2:15 pm Update: Did I imagine that Indiewire‘s Anne Thompson is reported that as far as an awards campaign for A Beautiful Day in the Neighborhood is concerned, Sony intends to push Matthew Rhys in lead and Tom Hanks in supporting? Nope, I didn’t.

Thompson has written that campaigning Rhys as a lead is “fair,” considering that he plays an Esquire writer who profiles Hanks’ Fred Rogers. “The movie is really about him,” Thompson asserts.

Urging Academy and SAG voters to consider Rhys as a leading contender for the Best Actor Oscar might be “fair”, but this doesn’t sound like an especially savvy decision on Sony’s part. Running Hanks in supporting argues with the award-season strategizing that led to Anthony Hopkins‘ Hannibal Lecter performance in The Silence of the Lambs being nominated for and winning the Best Actor Oscar.

Hollywood Reporter critic Todd McCarthy is claiming that A Beautiful Day in the Neighborhood is “ultimately Hanks’ show, and Hanks’ show alone.”

Some weeks ago there was some discussion about whether or not Hanks’ Beautiful Day performance would qualify as a lead, as he has less screen time than Rhys’ “Lloyd Vogel” character, an Esquire journalist (based on Tom Junod) who interviews Hanks’ Fred Rogers.

Jordan Ruimy said this morning that Rhys “is in practically every scene and Hanks isn’t, but Rhys’ story is the weak part…the movie lags whenever Hanks isn’t on-screen.”

HE response: Based on these and other impressions, Hanks is apparently Anthony Hopkins in Silence of the Lambs — a performance that sinks in and dominates by sheer force of personality. Alongside this the measure of screen time is nothing.

If Sony is determined to pursue the strategy that Thompson has reported on, Hanks will stand a half-decent chance of losing to Once Upon A Time in Hollywood‘s Brad Pitt in Supporting. (OUATIH is, of course, also a Sony film.) And the allegedly mopey Rhys probably won’t be nominated for Best Actor at all.

If Sony reverses strategy and runs Hanks as Best Actor candidate as la Hopkins in Silence, he could win. Yes, he would be facing tough competition from Joaquin Pheonix‘s Joker performance, but he would almost certainly be supported by the Academy voters who gave the Best Picture Oscar to Green Book.

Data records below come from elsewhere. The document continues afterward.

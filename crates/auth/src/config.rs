//! Connected-app configuration and OAuth endpoint URLs.
//!
//! A [`ConnectedAppConfig`] is created once at startup and never mutated. It
//! identifies the client application to the identity provider (consumer key
//! and callback URL) and pins the authorization host and REST API version
//! every other component derives its URLs from.

use url::Url;

use crate::error::AuthError;

/// Login origin for production orgs.
pub const PRODUCTION_AUTH_ORIGIN: &str = "https://login.salesforce.com";

/// Login origin for sandbox orgs.
pub const SANDBOX_AUTH_ORIGIN: &str = "https://test.salesforce.com";

/// REST API version used when none is configured.
pub const DEFAULT_API_VERSION: &str = "v59.0";

const AUTHORIZE_PATH: &str = "/services/oauth2/authorize";
const TOKEN_PATH: &str = "/services/oauth2/token";
const REVOKE_PATH: &str = "/services/oauth2/revoke";

/// Immutable configuration for one connected app.
///
/// # Examples
/// ```
/// use forcekit_auth::ConnectedAppConfig;
/// use url::Url;
///
/// let callback = Url::parse("myapp://auth/callback").unwrap();
/// let config = ConnectedAppConfig::new("3MVG9...consumer-key", callback);
///
/// assert_eq!(config.callback_scheme(), "myapp");
/// assert_eq!(config.api_version, "v59.0");
/// ```
#[derive(Debug, Clone, PartialEq, Eq)]
pub struct ConnectedAppConfig {
    /// Consumer key of the connected app (OAuth client id).
    pub consumer_key: String,

    /// Redirect target registered for the app, usually a custom scheme.
    pub callback_url: Url,

    /// Origin of the authorization server, e.g.
    /// `https://login.salesforce.com`. Overridable for sandboxes, My Domain
    /// hosts, and test servers.
    pub auth_origin: String,

    /// REST API version, e.g. `v59.0`.
    pub api_version: String,
}

impl ConnectedAppConfig {
    /// Create a configuration pointing at the production login origin.
    #[must_use]
    pub fn new(consumer_key: impl Into<String>, callback_url: Url) -> Self {
        Self {
            consumer_key: consumer_key.into(),
            callback_url,
            auth_origin: PRODUCTION_AUTH_ORIGIN.to_string(),
            api_version: DEFAULT_API_VERSION.to_string(),
        }
    }

    /// Create a configuration pointing at the sandbox login origin.
    #[must_use]
    pub fn sandbox(consumer_key: impl Into<String>, callback_url: Url) -> Self {
        Self::new(consumer_key, callback_url).with_auth_origin(SANDBOX_AUTH_ORIGIN)
    }

    /// Replace the authorization origin, e.g. with a My Domain host or a
    /// local mock server.
    #[must_use]
    pub fn with_auth_origin(mut self, origin: impl Into<String>) -> Self {
        self.auth_origin = origin.into();
        self
    }

    /// Replace the REST API version.
    #[must_use]
    pub fn with_api_version(mut self, version: impl Into<String>) -> Self {
        self.api_version = version.into();
        self
    }

    /// Scheme of the callback URL, handed to the login surface so it knows
    /// which redirect ends the session.
    #[must_use]
    pub fn callback_scheme(&self) -> &str {
        self.callback_url.scheme()
    }

    /// Build the user-agent flow authorization URL.
    ///
    /// The provider is asked for a token response delivered in the callback
    /// fragment, with a touch-friendly login-and-consent prompt. `state` is
    /// echoed back by the provider; `login_hint` pre-fills the username.
    ///
    /// # Errors
    /// Returns [`AuthError::BadUrl`] when the configured origin is not a
    /// valid URL.
    pub fn authorize_url(
        &self,
        state: Option<&str>,
        login_hint: Option<&str>,
    ) -> Result<Url, AuthError> {
        let mut params = vec![
            ("response_type", "token".to_string()),
            ("client_id", self.consumer_key.clone()),
            ("redirect_uri", self.callback_url.to_string()),
            ("prompt", "login consent".to_string()),
            ("display", "touch".to_string()),
        ];

        if let Some(state) = state {
            params.push(("state", state.to_string()));
        }
        if let Some(hint) = login_hint {
            params.push(("login_hint", hint.to_string()));
        }

        let query = params
            .iter()
            .map(|(k, v)| format!("{k}={}", urlencoding::encode(v)))
            .collect::<Vec<_>>()
            .join("&");

        let mut url = self.endpoint(AUTHORIZE_PATH)?;
        url.set_query(Some(&query));
        Ok(url)
    }

    /// URL of the token endpoint (refresh grants).
    ///
    /// # Errors
    /// Returns [`AuthError::BadUrl`] when the configured origin is not a
    /// valid URL.
    pub fn token_url(&self) -> Result<Url, AuthError> {
        self.endpoint(TOKEN_PATH)
    }

    /// URL of the revoke endpoint.
    ///
    /// # Errors
    /// Returns [`AuthError::BadUrl`] when the configured origin is not a
    /// valid URL.
    pub fn revoke_url(&self) -> Result<Url, AuthError> {
        self.endpoint(REVOKE_PATH)
    }

    fn endpoint(&self, path: &str) -> Result<Url, AuthError> {
        let origin = Url::parse(&self.auth_origin)
            .map_err(|e| AuthError::BadUrl(format!("{}: {e}", self.auth_origin)))?;
        origin.join(path).map_err(|e| AuthError::BadUrl(format!("{path}: {e}")))
    }
}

THR‘s McCarthy: There’s no question that Hanks is perfect in the part, as the actor’s amiability and unquestionable sincerity make for an ideal match with [Rogers]’ unique television personality. [But] Marielle Heller’s film is a more modest achievement, sympathetic and yet entirely predictable in its dramatic trajectory of making a believer of an angry, cynical journalist.”

From Owen Gleiberman’s Variety review:

“As Hanks plays him, Rogers a different sort of alchemist. Lloyd sits down to interview him, asking all sorts of artfully probing questions, only to discover, to his quiet dismay, that Rogers is more interested in interviewing him. Beneath the children’s-host façade, Fred is like a minister crossed with a psychiatrist crossed with a Zen guru. He tries to coax out Lloyd’s demons and awaken him to the magic of each moment.

“As the movie presents it, the fundamental oddity of Fred Rogers’ personality is that he relates to children so much because he himself is an overgrown child. That, in essence, has been the joke about him for 50 years. But what the film captures is that Fred, beneath his dry parson’s manners, is so in touch with his inner child because he recognizes that children are radically richer than we give them credit for.

“We focus, says Fred, on what they’re going to be. But they already are…themselves. And the adults they turn into are still, deep down, those same children, as primal in their vulnerability and sadness, their petulance and joy, their innocence and love.”